Δε θυμήθηκα να σε ξεχάσω

Παρασκευή, Φεβρουαρίου 17, 2006

Βρήκα κάτι για τους πίνακες που σου αρέσουν

Fishing boats on the beach at Les Saintes-Maries-de-la-Mer

In late 1888 Van Gogh decided to paint seascapes around the Mediterranean coast. He thought of going to Marseilles or Martigues, but finally headed for the little fishing town of Les Saintes-Maries-de-la-Mer. Altough Van Gogh only stayed there for a few days, he managed to complete nine drawings, two seascapes and a view of the town.

As he was leaving Saintes-Maries he made a drawing of the boats: ''That was before the boats put out to sea posthaste, I had observed it every morning, but because they left very early, I had no time to paint it.''

Back in his studio in Arles Van Gogh had plenty of time to create a painting based on his sketches. In a letter to Bernand he described this studio work as a composition of ''small green, red and blue boats, so lovely in respect of form and colour that they recall flowers''.




The yellow house

Van Gogh's dream was to found a colony of artists where like-minded individuals could live and work together. He thought that a collective studio could be established in the rooms that he rented in May 1888 in the right section of the yellow house on place Lamartine in Arles.
Vincent had the apartment redecorated: '' I want to make a true artists' house of it, but not expensive, on the contrary, nothing expensive, but everything- from the chair to the painting- with character''.

In his studio he painted The yellow House, a description of which he sent to his brother Theo: ''For it is tremendous, those yellow houses in the sun and then the incomparable clarity of the blue....The house to the left is pink with green shutters, that stands in the shadow of a tree, that is the restaurant where I go to eat every day.
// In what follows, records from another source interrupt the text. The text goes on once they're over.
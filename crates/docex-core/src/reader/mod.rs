//! Document readers: one strategy per format, selected through a registry.

mod image;
mod pdf;
mod pdf_layout;
mod registry;
mod spreadsheet;
mod text;
mod word;

pub use self::image::ImageReader;
pub use pdf::PdfReader;
pub use registry::{ReaderRegistry, StrategyInfo};
pub use spreadsheet::SpreadsheetReader;
pub use text::PlainTextReader;
pub use word::WordReader;

use std::fs::File;
use std::io::Read;
use std::path::Path;

use serde::Serialize;

use crate::error::{ErrorCode, ReaderError};

/// Result type for reader operations.
pub type Result<T> = std::result::Result<T, ReaderError>;

/// PDF file signature.
pub const PDF_MAGIC: &[u8] = b"%PDF";
/// ZIP container signature (OOXML, ODF).
pub const ZIP_MAGIC: &[u8] = b"PK\x03\x04";
/// OLE2 compound file signature (legacy Office, encrypted OOXML).
pub const OLE_MAGIC: &[u8] = &[0xD0, 0xCF, 0x11, 0xE0, 0xA1, 0xB1, 0x1A, 0xE1];

/// Strategy for validating and reading one document format.
pub trait FormatStrategy: Send + Sync {
    /// Unique strategy name.
    fn name(&self) -> &str;

    /// Higher priorities win when several strategies claim a file.
    fn priority(&self) -> i32;

    /// Lowercase extensions handled by this strategy.
    fn extensions(&self) -> &[&'static str];

    /// Whether this strategy can read the file at `path`.
    fn can_process(&self, path: &Path) -> bool {
        has_extension(path, self.extensions())
    }

    /// Check that the file is readable and well-formed enough to process.
    fn validate(&self, path: &Path, limits: &ReaderLimits) -> ValidationReport;

    /// Extract text and metadata.
    fn process(&self, path: &Path) -> Result<crate::models::document::ExtractedDocument>;
}

/// Caller-supplied limits for validation.
#[derive(Debug, Clone, Copy)]
pub struct ReaderLimits {
    /// Files above this size get a warning.
    pub max_file_size_bytes: u64,
}

impl Default for ReaderLimits {
    fn default() -> Self {
        Self {
            max_file_size_bytes: 50 * 1024 * 1024,
        }
    }
}

/// A validation error with its error code.
#[derive(Debug, Clone, PartialEq, Serialize)]
pub struct ValidationIssue {
    pub code: ErrorCode,
    pub message: String,
}

/// Outcome of [`FormatStrategy::validate`].
#[derive(Debug, Clone, Default, PartialEq, Serialize)]
pub struct ValidationReport {
    pub is_valid: bool,
    pub errors: Vec<ValidationIssue>,
    pub warnings: Vec<String>,
}

impl ValidationReport {
    /// A passing report with no findings.
    pub fn valid() -> Self {
        Self {
            is_valid: true,
            ..Default::default()
        }
    }

    /// Record an error and mark the report invalid.
    pub fn error(&mut self, code: ErrorCode, message: impl Into<String>) {
        self.is_valid = false;
        self.errors.push(ValidationIssue {
            code,
            message: message.into(),
        });
    }
}

/// Lowercase extension of `path`.
pub fn extension_of(path: &Path) -> Option<String> {
    path.extension()
        .and_then(|e| e.to_str())
        .map(|e| e.to_lowercase())
}

fn has_extension(path: &Path, extensions: &[&str]) -> bool {
    extension_of(path).is_some_and(|ext| extensions.contains(&ext.as_str()))
}

/// Read up to `len` leading bytes of a file.
pub(crate) fn read_header(path: &Path, len: usize) -> std::io::Result<Vec<u8>> {
    let mut file = File::open(path)?;
    let mut buf = vec![0u8; len];
    let mut filled = 0;
    while filled < len {
        let n = file.read(&mut buf[filled..])?;
        if n == 0 {
            break;
        }
        filled += n;
    }
    buf.truncate(filled);
    Ok(buf)
}

/// Checks shared by every strategy: existence, emptiness, size and signature.
///
/// `signature_ok` receives the first 16 bytes of the file.
pub(crate) fn validate_common(
    path: &Path,
    limits: &ReaderLimits,
    format: &str,
    signature_ok: impl Fn(&[u8]) -> bool,
) -> ValidationReport {
    let mut report = ValidationReport::valid();

    let meta = match std::fs::metadata(path) {
        Ok(meta) => meta,
        Err(e) => {
            report.error(
                ErrorCode::FileAccess,
                format!("cannot access {}: {}", path.display(), e),
            );
            return report;
        }
    };

    if !meta.is_file() {
        report.error(ErrorCode::FileAccess, format!("{} is not a file", path.display()));
        return report;
    }

    if meta.len() == 0 {
        report.error(ErrorCode::CorruptDocument, "file is empty");
        return report;
    }

    if meta.len() > limits.max_file_size_bytes {
        report.warnings.push(format!(
            "file size {} bytes exceeds the {} byte limit",
            meta.len(),
            limits.max_file_size_bytes
        ));
    }

    match read_header(path, 16) {
        Ok(header) if !signature_ok(&header) => {
            report.error(
                ErrorCode::CorruptDocument,
                format!("file signature does not match the {} format", format),
            );
        }
        Ok(_) => {}
        Err(e) => report.error(
            ErrorCode::FileAccess,
            format!("cannot read {}: {}", path.display(), e),
        ),
    }

    report
}

/// Map an I/O error from reading `path` to a reader error.
pub(crate) fn io_error(path: &Path, e: std::io::Error) -> ReaderError {
    match e.kind() {
        std::io::ErrorKind::InvalidData | std::io::ErrorKind::UnexpectedEof => {
            ReaderError::corrupt(path, e.to_string())
        }
        _ => ReaderError::access(path, e),
    }
}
My friend, the postman, lives at the end of the street to the left, between two railway bridges''.



Wheatfield under thunderclouds

In Auvers, Vincent painted a number of landscapes with wheatfields in an unusual, elongated format (50x100). He wrote about these canvases in a letter to his brother Theo: ''They are enormous sweeping wheatfields beneath stormy skies and I have intentionally tried to express sadness, extreme loneliness in them''.

The simple composition of Wheatfield under thunderclouds - a division itno two horizontal planes - emphasizes the boundless quality of the open fields. There is no tree, bird or figure to interrupt the horizontal character of the landscape.

However, the painter claimed that these works also contained a positive meaning: '' I am almost sure that in these canvases I have articulated what I cannot express in words, namely how healthy and heartening I find the countryside''.